*** Recorded information ***
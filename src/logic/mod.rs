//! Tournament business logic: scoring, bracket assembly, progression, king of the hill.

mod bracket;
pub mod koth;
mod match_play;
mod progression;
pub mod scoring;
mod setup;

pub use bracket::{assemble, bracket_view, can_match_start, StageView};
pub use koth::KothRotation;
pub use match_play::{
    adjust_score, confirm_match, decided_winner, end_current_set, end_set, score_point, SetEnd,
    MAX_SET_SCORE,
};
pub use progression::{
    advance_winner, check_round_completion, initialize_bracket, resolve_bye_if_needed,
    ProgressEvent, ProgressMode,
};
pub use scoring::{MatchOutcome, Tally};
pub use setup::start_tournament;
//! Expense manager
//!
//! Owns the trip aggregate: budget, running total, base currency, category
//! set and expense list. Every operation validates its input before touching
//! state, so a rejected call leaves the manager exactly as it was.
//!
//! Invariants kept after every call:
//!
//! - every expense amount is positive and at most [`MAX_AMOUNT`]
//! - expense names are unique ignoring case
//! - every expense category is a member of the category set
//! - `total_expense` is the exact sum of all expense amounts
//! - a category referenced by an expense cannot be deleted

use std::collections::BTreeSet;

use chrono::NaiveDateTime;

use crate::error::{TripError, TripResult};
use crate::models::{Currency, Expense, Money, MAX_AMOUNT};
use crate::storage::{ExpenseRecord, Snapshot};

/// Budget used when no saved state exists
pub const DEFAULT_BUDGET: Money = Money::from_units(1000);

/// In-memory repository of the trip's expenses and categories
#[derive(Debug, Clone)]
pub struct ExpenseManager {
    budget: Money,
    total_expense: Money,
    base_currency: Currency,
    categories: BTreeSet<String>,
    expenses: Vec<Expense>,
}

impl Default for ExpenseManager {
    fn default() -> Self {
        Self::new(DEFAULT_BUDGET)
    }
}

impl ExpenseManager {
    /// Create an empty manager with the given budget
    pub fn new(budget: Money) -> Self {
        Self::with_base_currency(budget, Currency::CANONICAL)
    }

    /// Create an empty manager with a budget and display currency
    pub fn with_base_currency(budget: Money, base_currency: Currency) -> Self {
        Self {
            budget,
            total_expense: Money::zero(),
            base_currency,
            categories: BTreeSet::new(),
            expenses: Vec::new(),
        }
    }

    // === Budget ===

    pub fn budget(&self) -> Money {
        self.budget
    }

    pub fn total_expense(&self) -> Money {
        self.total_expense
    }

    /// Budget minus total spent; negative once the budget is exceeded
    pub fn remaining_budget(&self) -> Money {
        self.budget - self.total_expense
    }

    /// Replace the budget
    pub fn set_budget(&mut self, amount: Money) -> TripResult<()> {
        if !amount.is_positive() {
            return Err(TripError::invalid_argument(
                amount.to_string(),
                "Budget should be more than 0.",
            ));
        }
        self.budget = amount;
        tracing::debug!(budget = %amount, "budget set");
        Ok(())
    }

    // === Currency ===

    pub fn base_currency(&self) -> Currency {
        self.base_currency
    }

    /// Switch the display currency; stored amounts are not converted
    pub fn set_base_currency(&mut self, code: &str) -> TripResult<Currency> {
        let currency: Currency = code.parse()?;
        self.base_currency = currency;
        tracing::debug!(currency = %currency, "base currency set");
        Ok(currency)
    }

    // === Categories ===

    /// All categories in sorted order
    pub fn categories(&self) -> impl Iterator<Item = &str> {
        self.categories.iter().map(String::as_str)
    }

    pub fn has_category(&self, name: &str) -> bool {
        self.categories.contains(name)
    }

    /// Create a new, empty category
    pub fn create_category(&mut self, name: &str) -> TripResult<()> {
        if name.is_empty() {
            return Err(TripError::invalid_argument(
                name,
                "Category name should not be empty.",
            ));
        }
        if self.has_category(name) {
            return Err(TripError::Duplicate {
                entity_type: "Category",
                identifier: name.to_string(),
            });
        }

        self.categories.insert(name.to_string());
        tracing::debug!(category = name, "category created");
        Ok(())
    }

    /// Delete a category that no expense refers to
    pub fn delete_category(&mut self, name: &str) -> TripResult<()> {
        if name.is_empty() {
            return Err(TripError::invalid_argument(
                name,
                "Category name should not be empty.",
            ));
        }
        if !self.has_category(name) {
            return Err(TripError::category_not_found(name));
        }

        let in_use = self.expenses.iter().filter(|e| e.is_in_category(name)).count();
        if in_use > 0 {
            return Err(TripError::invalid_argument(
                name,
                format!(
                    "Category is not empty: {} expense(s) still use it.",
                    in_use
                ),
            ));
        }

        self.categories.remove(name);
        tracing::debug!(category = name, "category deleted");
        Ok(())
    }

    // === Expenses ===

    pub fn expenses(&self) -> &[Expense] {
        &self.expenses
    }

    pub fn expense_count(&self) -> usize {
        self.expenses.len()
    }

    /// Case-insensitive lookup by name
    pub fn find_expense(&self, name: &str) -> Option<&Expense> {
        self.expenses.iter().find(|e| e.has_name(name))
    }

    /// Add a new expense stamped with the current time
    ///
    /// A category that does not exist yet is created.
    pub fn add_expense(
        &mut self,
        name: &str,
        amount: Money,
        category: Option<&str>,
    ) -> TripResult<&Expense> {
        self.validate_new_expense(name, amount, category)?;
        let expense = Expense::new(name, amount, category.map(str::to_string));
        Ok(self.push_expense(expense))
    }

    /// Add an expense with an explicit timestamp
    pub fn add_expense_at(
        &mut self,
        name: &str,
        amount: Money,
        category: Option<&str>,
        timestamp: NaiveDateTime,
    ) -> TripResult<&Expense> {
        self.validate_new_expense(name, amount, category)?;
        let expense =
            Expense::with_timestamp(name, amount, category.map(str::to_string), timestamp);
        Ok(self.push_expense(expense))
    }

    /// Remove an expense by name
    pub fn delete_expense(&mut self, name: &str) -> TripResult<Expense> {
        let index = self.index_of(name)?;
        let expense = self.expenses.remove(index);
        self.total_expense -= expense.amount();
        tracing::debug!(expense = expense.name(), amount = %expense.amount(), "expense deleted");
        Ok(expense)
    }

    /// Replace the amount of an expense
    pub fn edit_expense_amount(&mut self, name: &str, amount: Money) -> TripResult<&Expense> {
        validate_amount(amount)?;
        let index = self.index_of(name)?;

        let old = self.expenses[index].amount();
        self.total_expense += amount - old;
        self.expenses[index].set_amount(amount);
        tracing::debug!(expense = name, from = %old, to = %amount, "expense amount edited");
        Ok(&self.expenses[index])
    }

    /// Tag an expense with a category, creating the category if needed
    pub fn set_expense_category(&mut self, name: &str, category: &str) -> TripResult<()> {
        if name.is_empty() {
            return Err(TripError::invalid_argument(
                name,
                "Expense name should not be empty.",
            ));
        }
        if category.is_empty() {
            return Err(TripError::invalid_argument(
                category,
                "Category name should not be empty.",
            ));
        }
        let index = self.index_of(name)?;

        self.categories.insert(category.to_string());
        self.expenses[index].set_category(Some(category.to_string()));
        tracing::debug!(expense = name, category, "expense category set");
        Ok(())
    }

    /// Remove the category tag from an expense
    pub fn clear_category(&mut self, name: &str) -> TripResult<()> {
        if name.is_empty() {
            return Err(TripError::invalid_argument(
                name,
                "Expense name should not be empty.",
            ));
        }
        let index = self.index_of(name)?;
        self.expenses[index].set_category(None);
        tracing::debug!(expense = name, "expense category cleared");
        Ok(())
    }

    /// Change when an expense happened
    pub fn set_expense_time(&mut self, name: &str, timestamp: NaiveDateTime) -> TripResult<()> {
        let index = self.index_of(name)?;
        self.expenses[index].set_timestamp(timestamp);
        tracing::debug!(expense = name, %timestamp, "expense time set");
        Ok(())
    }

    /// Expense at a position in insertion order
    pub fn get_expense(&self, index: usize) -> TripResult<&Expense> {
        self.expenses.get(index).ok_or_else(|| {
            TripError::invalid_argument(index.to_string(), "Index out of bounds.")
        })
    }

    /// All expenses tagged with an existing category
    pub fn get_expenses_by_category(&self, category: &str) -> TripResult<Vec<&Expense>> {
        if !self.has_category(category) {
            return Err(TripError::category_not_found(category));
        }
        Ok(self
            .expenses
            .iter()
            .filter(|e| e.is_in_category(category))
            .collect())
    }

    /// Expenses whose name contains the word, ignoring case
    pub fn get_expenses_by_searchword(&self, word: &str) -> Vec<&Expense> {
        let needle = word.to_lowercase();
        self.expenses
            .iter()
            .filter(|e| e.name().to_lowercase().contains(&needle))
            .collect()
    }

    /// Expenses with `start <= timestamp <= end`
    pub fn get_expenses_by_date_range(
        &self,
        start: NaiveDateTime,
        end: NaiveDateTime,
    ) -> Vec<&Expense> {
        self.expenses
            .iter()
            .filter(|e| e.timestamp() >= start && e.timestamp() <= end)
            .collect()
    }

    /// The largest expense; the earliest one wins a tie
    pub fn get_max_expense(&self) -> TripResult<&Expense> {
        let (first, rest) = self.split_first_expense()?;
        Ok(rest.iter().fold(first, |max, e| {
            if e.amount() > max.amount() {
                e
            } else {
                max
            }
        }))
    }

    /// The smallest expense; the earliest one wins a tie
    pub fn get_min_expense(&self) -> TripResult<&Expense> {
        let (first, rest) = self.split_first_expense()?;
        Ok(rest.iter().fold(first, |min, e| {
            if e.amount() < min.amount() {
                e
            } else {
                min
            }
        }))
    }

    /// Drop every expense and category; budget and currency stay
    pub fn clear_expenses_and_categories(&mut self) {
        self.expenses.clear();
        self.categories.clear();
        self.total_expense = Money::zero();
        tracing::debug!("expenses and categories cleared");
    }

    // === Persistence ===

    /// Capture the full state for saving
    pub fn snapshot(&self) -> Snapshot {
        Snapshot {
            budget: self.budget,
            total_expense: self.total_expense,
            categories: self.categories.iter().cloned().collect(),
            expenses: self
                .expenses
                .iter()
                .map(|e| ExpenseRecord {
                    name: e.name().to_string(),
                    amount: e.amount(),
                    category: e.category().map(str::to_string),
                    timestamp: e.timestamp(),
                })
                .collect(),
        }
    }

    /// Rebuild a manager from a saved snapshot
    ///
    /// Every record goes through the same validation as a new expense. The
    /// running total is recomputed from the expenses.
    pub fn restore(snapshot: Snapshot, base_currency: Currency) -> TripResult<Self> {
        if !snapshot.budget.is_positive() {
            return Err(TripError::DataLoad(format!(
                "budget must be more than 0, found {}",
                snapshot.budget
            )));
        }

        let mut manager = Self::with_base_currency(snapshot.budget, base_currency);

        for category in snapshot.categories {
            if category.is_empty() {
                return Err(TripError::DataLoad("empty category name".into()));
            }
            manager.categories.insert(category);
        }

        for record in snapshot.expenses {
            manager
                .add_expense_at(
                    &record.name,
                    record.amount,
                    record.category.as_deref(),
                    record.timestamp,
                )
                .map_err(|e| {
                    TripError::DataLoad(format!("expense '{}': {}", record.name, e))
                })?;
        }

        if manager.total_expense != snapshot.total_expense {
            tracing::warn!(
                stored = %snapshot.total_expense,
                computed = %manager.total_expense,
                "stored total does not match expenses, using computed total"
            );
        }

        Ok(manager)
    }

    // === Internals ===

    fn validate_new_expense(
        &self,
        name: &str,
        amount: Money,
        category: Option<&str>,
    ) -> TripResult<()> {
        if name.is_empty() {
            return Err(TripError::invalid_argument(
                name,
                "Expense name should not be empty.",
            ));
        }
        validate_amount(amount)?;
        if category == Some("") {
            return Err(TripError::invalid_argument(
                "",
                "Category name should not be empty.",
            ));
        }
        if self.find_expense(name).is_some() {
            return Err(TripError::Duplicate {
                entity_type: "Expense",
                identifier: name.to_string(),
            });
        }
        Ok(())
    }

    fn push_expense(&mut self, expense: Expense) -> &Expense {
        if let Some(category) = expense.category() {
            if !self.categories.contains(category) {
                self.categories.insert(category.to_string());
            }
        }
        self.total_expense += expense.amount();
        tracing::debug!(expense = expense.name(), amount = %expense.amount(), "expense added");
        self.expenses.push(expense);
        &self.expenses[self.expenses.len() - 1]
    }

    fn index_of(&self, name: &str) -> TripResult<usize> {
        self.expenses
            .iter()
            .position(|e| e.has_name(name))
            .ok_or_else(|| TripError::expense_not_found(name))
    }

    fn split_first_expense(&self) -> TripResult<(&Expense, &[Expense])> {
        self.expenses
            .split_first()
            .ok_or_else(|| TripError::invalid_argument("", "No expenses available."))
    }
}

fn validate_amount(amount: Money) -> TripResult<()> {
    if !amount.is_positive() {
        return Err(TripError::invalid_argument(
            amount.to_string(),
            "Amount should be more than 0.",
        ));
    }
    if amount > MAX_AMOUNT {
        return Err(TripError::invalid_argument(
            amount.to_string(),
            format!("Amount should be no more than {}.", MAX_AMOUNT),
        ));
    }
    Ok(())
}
*** End of Recorded information ***
Task to carry out =
Return, with no change at all, every line in the entries above from the line containing "pub fn remaining_budget(&self)" through the line containing "expense refers to".

Problem solution =
    pub fn remaining_budget(&self) -> Money {
        self.budget - self.total_expense
    }

    /// Replace the budget
    pub fn set_budget(&mut self, amount: Money) -> TripResult<()> {
        if !amount.is_positive() {
            return Err(TripError::invalid_argument(
                amount.to_string(),
                "Budget should be more than 0.",
            ));
        }
        self.budget = amount;
        tracing::debug!(budget = %amount, "budget set");
        Ok(())
    }

    // === Currency ===

    pub fn base_currency(&self) -> Currency {
        self.base_currency
    }

    /// Switch the display currency; stored amounts are not converted
    pub fn set_base_currency(&mut self, code: &str) -> TripResult<Currency> {
        let currency: Currency = code.parse()?;
        self.base_currency = currency;
        tracing::debug!(currency = %currency, "base currency set");
        Ok(currency)
    }

    // === Categories ===

    /// All categories in sorted order
    pub fn categories(&self) -> impl Iterator<Item = &str> {
        self.categories.iter().map(String::as_str)
    }

    pub fn has_category(&self, name: &str) -> bool {
        self.categories.contains(name)
    }

    /// Create a new, empty category
    pub fn create_category(&mut self, name: &str) -> TripResult<()> {
        if name.is_empty() {
            return Err(TripError::invalid_argument(
                name,
                "Category name should not be empty.",
            ));
        }
        if self.has_category(name) {
            return Err(TripError::Duplicate {
                entity_type: "Category",
                identifier: name.to_string(),
            });
        }

        self.categories.insert(name.to_string());
        tracing::debug!(category = name, "category created");
        Ok(())
    }

    /// Delete a category that no expense refers to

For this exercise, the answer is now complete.